We pulled into Cambridge Municipal Yacht Basin about 3:00pm. It was a good stop to get a Walmart delivery, do laundry, get a pump-out, fill up with water and charge up the batteries.

The next morning before we left, we walked around town.

It was another very cute town with historic houses. We had heard that the downtown was kind of depressed with lots of shuttered storefronts. We were pleasantly surprised with all the restaurants and other businesses that were operating.

Mike, the staff at the marina, had given us a run-down of the available restaurants. There were many, but the one that caught our attention was a bakery that specialized in breakfast type food. We decided to hit it up on our morning walk around town. Guess what? It was closed for the week because they are expanding and they were punching through the wall that day! Wah, wah.

One thing we did find was the Harriet Tubman “Give me your hand” mural. She was born nearby and this area was active in the underground railroad. There is apparently a National Park Service site at her birthplace, but we didn’t have a way there and we were anxious to get back moving.

Give me your hand

It looked like there would be some heavy winds for a couple of days and nights so we chose an anchorage that was protected on all sides from all direction of winds.

After three days of watching ospreys, eagles and sunsets we were back on the move.

Keeping to the eastern shore, we went through the Kent Narrows. It is directly in line with the Chesapeake Bay bridge to the west. The Bay bridge’s east end is on Kent Island and the is a small opening from the East Bay to the north.

The water really rips through there. There is a bridge that opens on every half hour. We timed it to arrive at 11:00.

The current was against us and we were so glad it was! Those coming through WITH the current have a much harder time controlling their steering.

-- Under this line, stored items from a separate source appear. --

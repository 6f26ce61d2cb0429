//! Volume ray-casting renderer
//!
//! - render_data.rs / render_operations.rs: parameters, camera and uniform packing
//! - pipeline_cache.rs: shader variants and their pipelines
//! - readiness.rs: gate that keeps `render()` idle until every variant built
//! - geometry.rs / targets.rs / context.rs: GPU resources per volume and viewport
//! - orchestrator.rs: `VolumeRenderer`, the host-facing frame loop

pub mod context;
pub mod geometry;
pub mod orchestrator;
pub mod pipeline_cache;
pub mod readiness;
pub mod render_data;
pub mod render_operations;
pub mod targets;

pub use orchestrator::{OverlayScene, VolumeRenderer};
pub use pipeline_cache::{required_variants, PipelineVariant};
pub use readiness::{ReadinessBarrier, ShaderFailure};
pub use render_data::{
    BoundsUniform, MouseState, RenderMode, RenderParams, RenderState, RenderUniform,
    MAX_SSAO_SAMPLES,
};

The down-current boat called on the radio, before the opening, to arrange to come through first. The bridge opening was quite narrow, like you couldn’t get two boats side by side, and turbulent.

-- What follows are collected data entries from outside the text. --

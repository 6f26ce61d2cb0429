//! CPU reference kernel for the bilateral filter

use std::ops::Range;

use glam::{IVec3, UVec3};
use rayon::prelude::*;

use crate::config::FilterConfig;
use crate::error::{VolumeError, VolumeResult};
use crate::gpu::SliceKernel;
use crate::volume::{linear_index, voxel_count};

pub struct CpuBilateralKernel<'a> {
    source: &'a [u8],
    dims: UVec3,
    radius: i32,
    /// Precomputed spatial weights over the (2r+1)^3 cube, x fastest
    spatial: Vec<f32>,
    inv_val_sigma_sq: f32,
}

/// (dist_sigma, val_sigma) for a kernel radius and the two coefficients
pub fn filter_sigmas(config: &FilterConfig) -> (f32, f32) {
    let kernel_size = config.kernel_radius.max(1) as f32;
    (config.koef_dist / kernel_size, config.koef_val / 256.0)
}

impl<'a> CpuBilateralKernel<'a> {
    pub fn new(source: &'a [u8], dims: UVec3, config: &FilterConfig) -> VolumeResult<Self> {
        if source.len() != voxel_count(dims) {
            return Err(VolumeError::DataSizeMismatch {
                expected: voxel_count(dims),
                found: source.len(),
            });
        }
        let radius = config.kernel_radius.max(1) as i32;
        let (dist_sigma, val_sigma) = filter_sigmas(config);
        let inv_dist = 1.0 / (dist_sigma * dist_sigma);

        let mut spatial = Vec::with_capacity(((2 * radius + 1) as usize).pow(3));
        for k in -radius..=radius {
            for j in -radius..=radius {
                for i in -radius..=radius {
                    let d = IVec3::new(i, j, k).as_vec3() / radius as f32;
                    spatial.push((-d.length_squared() * inv_dist).exp());
                }
            }
        }

        Ok(Self {
            source,
            dims,
            radius,
            spatial,
            inv_val_sigma_sq: 1.0 / (val_sigma * val_sigma),
        })
    }

    fn filter_voxel(&self, base: IVec3) -> u8 {
        let dims = self.dims.as_ivec3();
        let center = self.value(base.as_uvec3());
        let r = self.radius;
        let mut acc = 0.0f32;
        let mut weights = 0.0f32;
        let mut w_index = 0;

        for k in -r..=r {
            for j in -r..=r {
                for i in -r..=r {
                    let spatial = self.spatial[w_index];
                    w_index += 1;
                    let p = base + IVec3::new(i, j, k);
                    if p.cmplt(IVec3::ZERO).any() || p.cmpge(dims).any() {
                        continue;
                    }
                    let value = self.value(p.as_uvec3());
                    let dv = value - center;
                    let w = spatial * (-dv * dv * self.inv_val_sigma_sq).exp();
                    acc += value * w;
                    weights += w;
                }
            }
        }

        // The center always contributes, so weights > 0
        ((acc / weights) * 255.0).round().clamp(0.0, 255.0) as u8
    }

    fn value(&self, p: UVec3) -> f32 {
        self.source[linear_index(self.dims, p.x, p.y, p.z)] as f32 / 255.0
    }
}

impl SliceKernel for CpuBilateralKernel<'_> {
    fn label(&self) -> &'static str {
        "CPU Bilateral Filter"
    }

    fn process_slices(&mut self, z_range: Range<u32>, out: &mut [u8]) -> VolumeResult<()> {
        let row = self.dims.x as usize;
        let rows_per_slice = self.dims.y as usize;
        let kernel = &*self;
        out.par_chunks_mut(row).enumerate().for_each(|(r, dst)| {
            let z = z_range.start as i32 + (r / rows_per_slice) as i32;
            let y = (r % rows_per_slice) as i32;
            for (x, value) in dst.iter_mut().enumerate() {
                *value = kernel.filter_voxel(IVec3::new(x as i32, y, z));
            }
        });
        Ok(())
    }
}

#[cfg(test)]
mod tests {
    use super::*;

    #[test]
    fn test_sigmas_follow_radius() {
        let config = FilterConfig {
            kernel_radius: 4,
            koef_dist: 0.8,
            koef_val: 1.6,
            ..FilterConfig::default()
        };
        let (dist, val) = filter_sigmas(&config);
        assert!((dist - 0.2).abs() < 1e-6);
        assert!((val - 0.00625).abs() < 1e-6);
    }

    #[test]
    fn test_isolated_spike_is_smoothed_but_edges_kept() {
        let dims = UVec3::new(5, 5, 5);
        let mut data = vec![100u8; voxel_count(dims)];
        // One-step bump is within the value sigma and gets averaged out
        data[linear_index(dims, 2, 2, 2)] = 101;
        // A hard edge far beyond the value sigma
        for y in 0..5 {
            for x in 0..5 {
                data[linear_index(dims, x, y, 4)] = 250;
            }
        }

        let mut kernel = CpuBilateralKernel::new(&data, dims, &FilterConfig::default()).unwrap();
        let mut out = vec![0u8; voxel_count(dims)];
        kernel.process_slices(0..5, &mut out).unwrap();

        assert_eq!(out[linear_index(dims, 2, 2, 2)], 100);
        assert_eq!(out[linear_index(dims, 2, 2, 4)], 250);
        assert_eq!(out[linear_index(dims, 0, 0, 3)], 100);
    }
}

When it opened, the down-current boat came shooting through. Then it was the up-stream boat’s turn. We were third in line.

Lance had to REALLY gun it to get through.

Immediately afterwards, we were turning to port (left) to get fuel at Piney Narrows Yacht Harbor. They had a face dock parallel to the current. We wanted a starboard tie up since our pump-out fittings are on that side.

The current was so strong that Lance could not get the boat turned around for a starboard tie. So he aborted the attempt and made a nice soft textbook port-side docking. All was good.

We continued on our eastern shore trip to Worton Creek Marina to spend Memorial Day Weekend. It is near the top of the Chesapeake.

Worton Creek Marina has a service center that can perhaps take a look at some battery problems we’re having.